▶ [Instructions for the task] Copy nothing from the entries below except the lines from the one containing "repository 2f118a03918c0cb6" through the one containing "impl fmt::Display for", and copy those exactly.

▶ [Material supplied]
....................
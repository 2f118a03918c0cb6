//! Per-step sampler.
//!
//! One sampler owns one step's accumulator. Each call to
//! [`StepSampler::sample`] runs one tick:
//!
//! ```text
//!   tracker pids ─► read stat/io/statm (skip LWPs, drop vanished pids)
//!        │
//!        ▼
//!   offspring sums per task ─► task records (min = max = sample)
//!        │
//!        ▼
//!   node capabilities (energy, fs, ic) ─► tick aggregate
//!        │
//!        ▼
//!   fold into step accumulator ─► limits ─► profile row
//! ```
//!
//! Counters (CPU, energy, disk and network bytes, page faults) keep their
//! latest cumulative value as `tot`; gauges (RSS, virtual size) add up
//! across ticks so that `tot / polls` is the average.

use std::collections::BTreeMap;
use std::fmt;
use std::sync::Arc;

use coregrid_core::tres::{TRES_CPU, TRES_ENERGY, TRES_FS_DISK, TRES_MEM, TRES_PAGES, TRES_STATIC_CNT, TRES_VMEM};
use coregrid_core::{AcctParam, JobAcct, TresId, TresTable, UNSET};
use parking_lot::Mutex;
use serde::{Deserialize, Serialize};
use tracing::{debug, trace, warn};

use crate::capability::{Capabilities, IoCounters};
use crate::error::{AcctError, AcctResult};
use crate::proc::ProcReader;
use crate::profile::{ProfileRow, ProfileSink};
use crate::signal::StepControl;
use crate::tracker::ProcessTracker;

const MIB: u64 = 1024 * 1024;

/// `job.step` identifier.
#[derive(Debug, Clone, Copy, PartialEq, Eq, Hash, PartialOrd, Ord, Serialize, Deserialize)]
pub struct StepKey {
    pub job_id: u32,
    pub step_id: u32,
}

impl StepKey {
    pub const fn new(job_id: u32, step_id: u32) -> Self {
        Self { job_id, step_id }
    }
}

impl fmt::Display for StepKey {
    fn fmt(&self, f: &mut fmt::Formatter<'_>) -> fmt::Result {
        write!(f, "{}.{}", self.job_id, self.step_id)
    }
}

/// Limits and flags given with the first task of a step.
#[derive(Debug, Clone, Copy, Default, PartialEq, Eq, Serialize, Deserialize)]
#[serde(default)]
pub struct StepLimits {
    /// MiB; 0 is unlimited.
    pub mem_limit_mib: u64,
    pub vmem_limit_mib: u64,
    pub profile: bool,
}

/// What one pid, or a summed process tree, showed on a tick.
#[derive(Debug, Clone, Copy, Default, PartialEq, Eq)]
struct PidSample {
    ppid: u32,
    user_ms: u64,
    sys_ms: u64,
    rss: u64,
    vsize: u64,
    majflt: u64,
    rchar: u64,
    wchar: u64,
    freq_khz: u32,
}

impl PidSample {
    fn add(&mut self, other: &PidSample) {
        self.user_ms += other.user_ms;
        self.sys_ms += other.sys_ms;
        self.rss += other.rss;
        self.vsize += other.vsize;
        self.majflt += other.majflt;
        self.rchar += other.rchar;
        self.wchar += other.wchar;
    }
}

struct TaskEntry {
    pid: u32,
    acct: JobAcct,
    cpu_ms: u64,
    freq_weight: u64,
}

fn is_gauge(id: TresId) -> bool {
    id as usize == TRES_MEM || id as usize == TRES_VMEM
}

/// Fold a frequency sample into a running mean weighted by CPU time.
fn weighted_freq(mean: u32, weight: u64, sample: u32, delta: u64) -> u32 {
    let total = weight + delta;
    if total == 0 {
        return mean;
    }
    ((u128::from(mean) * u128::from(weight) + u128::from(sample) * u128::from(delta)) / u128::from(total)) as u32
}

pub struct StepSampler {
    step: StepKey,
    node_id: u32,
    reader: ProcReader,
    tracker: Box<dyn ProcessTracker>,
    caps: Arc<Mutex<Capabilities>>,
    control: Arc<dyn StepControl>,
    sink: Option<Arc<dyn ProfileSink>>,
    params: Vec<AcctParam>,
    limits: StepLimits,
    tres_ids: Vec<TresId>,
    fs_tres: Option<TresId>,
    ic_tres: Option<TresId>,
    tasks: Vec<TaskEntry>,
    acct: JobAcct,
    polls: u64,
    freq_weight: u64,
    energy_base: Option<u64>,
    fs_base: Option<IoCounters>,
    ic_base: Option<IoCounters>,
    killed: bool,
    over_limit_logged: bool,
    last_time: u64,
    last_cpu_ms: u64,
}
....................
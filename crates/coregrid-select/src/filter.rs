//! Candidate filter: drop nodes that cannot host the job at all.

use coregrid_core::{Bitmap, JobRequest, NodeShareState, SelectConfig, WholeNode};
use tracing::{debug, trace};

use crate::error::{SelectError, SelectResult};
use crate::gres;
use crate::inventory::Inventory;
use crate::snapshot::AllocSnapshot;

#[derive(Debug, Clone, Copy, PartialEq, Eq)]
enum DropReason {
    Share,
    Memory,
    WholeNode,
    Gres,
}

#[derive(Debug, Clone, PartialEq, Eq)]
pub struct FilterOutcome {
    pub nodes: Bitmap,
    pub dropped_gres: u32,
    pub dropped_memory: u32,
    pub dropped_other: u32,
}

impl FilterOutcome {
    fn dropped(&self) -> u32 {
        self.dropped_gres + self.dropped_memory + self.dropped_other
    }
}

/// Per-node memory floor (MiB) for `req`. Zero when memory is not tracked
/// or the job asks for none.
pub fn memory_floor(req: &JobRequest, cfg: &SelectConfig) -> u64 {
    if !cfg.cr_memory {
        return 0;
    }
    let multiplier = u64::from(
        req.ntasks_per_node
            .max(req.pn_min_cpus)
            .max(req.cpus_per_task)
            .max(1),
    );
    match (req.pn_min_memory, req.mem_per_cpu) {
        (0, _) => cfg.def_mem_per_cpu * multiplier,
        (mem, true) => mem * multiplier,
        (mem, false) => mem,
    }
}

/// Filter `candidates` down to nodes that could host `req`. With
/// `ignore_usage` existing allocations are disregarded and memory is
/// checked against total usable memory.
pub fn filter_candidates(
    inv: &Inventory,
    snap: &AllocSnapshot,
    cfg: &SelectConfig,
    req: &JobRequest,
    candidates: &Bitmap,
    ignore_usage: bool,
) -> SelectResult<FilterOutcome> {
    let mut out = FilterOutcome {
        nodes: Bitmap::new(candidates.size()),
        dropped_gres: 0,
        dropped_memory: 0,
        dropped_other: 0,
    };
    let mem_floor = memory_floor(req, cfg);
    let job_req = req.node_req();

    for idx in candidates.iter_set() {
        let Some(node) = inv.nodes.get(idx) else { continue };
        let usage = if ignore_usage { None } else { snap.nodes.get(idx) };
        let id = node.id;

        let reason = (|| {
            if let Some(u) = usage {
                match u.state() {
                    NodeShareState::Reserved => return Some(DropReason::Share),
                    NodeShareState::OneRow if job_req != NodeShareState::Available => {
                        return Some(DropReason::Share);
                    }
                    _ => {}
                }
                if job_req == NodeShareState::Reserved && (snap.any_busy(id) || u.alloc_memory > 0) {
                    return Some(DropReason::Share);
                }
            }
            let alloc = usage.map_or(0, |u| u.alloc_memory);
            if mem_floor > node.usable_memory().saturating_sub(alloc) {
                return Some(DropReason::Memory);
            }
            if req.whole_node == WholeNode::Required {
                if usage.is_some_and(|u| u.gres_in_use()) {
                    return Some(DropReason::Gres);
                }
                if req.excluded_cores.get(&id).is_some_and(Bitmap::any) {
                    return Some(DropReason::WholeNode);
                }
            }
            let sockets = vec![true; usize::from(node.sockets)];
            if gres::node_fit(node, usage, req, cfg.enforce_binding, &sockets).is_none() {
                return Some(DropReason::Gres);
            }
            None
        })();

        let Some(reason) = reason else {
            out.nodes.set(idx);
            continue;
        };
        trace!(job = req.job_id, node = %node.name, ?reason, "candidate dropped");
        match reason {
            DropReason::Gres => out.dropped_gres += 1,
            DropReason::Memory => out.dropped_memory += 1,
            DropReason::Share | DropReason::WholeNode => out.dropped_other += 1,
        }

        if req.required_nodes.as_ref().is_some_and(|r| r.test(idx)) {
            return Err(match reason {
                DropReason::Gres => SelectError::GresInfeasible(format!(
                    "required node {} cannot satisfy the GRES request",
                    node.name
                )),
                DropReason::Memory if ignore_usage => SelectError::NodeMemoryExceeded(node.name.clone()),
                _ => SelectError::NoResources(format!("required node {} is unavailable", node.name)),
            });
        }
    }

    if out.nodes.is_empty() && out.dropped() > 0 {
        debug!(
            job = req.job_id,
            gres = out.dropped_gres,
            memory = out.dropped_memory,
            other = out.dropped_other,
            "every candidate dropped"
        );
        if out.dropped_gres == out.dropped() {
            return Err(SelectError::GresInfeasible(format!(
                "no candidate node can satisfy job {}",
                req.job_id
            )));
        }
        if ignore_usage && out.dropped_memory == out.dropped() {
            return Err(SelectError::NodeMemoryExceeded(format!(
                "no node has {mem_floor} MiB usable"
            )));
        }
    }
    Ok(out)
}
....................
▶ [Answer to this exercise]
repository 2f118a03918c0cb6
//! Per-step sampler.
//!
//! One sampler owns one step's accumulator. Each call to
//! [`StepSampler::sample`] runs one tick:
//!
//! ```text
//!   tracker pids ─► read stat/io/statm (skip LWPs, drop vanished pids)
//!        │
//!        ▼
//!   offspring sums per task ─► task records (min = max = sample)
//!        │
//!        ▼
//!   node capabilities (energy, fs, ic) ─► tick aggregate
//!        │
//!        ▼
//!   fold into step accumulator ─► limits ─► profile row
//! ```
//!
//! Counters (CPU, energy, disk and network bytes, page faults) keep their
//! latest cumulative value as `tot`; gauges (RSS, virtual size) add up
//! across ticks so that `tot / polls` is the average.

use std::collections::BTreeMap;
use std::fmt;
use std::sync::Arc;

use coregrid_core::tres::{TRES_CPU, TRES_ENERGY, TRES_FS_DISK, TRES_MEM, TRES_PAGES, TRES_STATIC_CNT, TRES_VMEM};
use coregrid_core::{AcctParam, JobAcct, TresId, TresTable, UNSET};
use parking_lot::Mutex;
use serde::{Deserialize, Serialize};
use tracing::{debug, trace, warn};

use crate::capability::{Capabilities, IoCounters};
use crate::error::{AcctError, AcctResult};
use crate::proc::ProcReader;
use crate::profile::{ProfileRow, ProfileSink};
use crate::signal::StepControl;
use crate::tracker::ProcessTracker;

const MIB: u64 = 1024 * 1024;

/// `job.step` identifier.
#[derive(Debug, Clone, Copy, PartialEq, Eq, Hash, PartialOrd, Ord, Serialize, Deserialize)]
pub struct StepKey {
    pub job_id: u32,
    pub step_id: u32,
}

impl StepKey {
    pub const fn new(job_id: u32, step_id: u32) -> Self {
        Self { job_id, step_id }
    }
}

impl fmt::Display for StepKey {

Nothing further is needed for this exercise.